Information shown =>
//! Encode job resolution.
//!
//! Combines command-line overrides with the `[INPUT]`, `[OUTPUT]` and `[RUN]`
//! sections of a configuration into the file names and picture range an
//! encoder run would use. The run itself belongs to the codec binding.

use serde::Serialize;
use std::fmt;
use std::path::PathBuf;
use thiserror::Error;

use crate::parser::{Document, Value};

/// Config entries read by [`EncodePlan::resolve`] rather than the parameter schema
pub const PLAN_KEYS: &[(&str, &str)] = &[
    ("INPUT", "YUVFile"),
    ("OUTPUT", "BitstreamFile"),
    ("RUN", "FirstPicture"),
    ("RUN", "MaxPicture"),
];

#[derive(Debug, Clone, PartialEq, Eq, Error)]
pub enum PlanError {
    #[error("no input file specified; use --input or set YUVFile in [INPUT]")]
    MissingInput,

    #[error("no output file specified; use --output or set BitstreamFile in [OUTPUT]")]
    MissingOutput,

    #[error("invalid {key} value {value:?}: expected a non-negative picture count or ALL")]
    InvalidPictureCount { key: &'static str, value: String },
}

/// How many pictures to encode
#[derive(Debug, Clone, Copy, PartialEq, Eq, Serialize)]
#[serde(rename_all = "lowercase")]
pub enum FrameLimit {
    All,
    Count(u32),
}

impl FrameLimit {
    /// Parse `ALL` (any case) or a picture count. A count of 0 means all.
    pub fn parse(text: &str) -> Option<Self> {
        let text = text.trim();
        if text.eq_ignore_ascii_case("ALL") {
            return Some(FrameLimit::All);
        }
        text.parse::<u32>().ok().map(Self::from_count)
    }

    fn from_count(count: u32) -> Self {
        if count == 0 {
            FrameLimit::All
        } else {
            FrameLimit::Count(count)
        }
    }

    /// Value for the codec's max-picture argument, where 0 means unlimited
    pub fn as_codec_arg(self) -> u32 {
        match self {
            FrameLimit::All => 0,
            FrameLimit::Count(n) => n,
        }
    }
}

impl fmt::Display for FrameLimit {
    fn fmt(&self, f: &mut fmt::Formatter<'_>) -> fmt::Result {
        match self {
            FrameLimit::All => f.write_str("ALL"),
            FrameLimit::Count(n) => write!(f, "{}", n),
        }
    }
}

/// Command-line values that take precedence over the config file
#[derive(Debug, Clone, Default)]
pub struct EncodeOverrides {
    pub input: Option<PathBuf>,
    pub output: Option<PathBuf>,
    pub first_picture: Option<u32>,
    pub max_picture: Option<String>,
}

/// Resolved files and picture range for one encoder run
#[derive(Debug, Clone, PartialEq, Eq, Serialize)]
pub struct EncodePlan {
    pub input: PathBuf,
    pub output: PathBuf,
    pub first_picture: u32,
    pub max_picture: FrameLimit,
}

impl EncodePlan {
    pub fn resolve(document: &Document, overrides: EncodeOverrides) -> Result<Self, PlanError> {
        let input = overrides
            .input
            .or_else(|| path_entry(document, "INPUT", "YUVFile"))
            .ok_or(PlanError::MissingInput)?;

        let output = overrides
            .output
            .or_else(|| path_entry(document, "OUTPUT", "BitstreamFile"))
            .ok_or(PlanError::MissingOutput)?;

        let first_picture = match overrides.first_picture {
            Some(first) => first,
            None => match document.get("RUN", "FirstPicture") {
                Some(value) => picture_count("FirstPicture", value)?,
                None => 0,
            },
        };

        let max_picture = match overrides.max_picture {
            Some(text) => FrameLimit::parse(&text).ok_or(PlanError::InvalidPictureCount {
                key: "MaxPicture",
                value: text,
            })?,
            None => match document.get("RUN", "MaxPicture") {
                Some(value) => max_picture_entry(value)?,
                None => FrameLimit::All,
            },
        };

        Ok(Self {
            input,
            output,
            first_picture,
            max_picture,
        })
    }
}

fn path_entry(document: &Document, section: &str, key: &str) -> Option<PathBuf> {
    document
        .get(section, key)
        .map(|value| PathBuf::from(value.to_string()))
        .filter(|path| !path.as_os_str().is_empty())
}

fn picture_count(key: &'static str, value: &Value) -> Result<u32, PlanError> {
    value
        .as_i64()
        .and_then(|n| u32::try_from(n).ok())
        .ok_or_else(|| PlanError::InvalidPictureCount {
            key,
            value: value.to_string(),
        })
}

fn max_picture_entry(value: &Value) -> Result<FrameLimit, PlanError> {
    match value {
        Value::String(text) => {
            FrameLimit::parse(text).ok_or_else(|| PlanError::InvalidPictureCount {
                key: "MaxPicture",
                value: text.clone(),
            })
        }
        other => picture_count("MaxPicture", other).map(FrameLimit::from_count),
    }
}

* * *

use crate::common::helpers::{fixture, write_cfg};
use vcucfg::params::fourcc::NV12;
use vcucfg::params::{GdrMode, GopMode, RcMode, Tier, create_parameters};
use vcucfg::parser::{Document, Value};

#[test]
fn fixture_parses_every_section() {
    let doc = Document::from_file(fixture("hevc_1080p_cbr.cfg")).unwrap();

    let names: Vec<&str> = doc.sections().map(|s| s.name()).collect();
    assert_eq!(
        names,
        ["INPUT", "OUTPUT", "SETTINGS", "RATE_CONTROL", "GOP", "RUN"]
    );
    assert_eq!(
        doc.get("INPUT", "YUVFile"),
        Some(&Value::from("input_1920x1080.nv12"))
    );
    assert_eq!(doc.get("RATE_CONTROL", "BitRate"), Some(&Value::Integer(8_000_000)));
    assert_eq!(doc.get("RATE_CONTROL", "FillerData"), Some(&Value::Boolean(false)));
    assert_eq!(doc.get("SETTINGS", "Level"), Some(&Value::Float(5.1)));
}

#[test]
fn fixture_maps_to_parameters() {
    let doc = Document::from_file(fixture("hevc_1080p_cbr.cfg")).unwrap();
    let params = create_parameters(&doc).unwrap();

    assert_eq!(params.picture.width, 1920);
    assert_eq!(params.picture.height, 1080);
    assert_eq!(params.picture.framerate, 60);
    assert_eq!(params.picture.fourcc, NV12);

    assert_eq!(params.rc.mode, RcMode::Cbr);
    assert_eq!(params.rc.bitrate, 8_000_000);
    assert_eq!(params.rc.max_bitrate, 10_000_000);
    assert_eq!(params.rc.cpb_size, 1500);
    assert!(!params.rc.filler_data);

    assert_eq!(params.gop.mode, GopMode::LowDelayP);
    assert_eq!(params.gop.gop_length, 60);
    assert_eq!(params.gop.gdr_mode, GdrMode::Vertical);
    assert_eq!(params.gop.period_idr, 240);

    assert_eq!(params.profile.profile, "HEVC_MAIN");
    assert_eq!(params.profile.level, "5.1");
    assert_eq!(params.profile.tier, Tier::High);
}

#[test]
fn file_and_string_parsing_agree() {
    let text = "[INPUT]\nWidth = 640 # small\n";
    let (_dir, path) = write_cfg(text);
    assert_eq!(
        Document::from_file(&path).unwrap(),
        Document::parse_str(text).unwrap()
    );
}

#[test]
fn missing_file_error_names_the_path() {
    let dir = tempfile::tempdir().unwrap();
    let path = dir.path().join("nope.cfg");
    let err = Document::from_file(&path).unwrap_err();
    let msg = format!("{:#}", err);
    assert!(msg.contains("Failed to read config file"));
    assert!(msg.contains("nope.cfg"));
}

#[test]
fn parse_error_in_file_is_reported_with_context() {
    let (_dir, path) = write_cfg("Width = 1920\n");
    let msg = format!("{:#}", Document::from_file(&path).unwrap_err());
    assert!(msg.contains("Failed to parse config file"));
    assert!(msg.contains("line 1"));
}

Exercise =>
Only a number should be returned: the count of lines above that include "MaxPicture".

Solution =>
5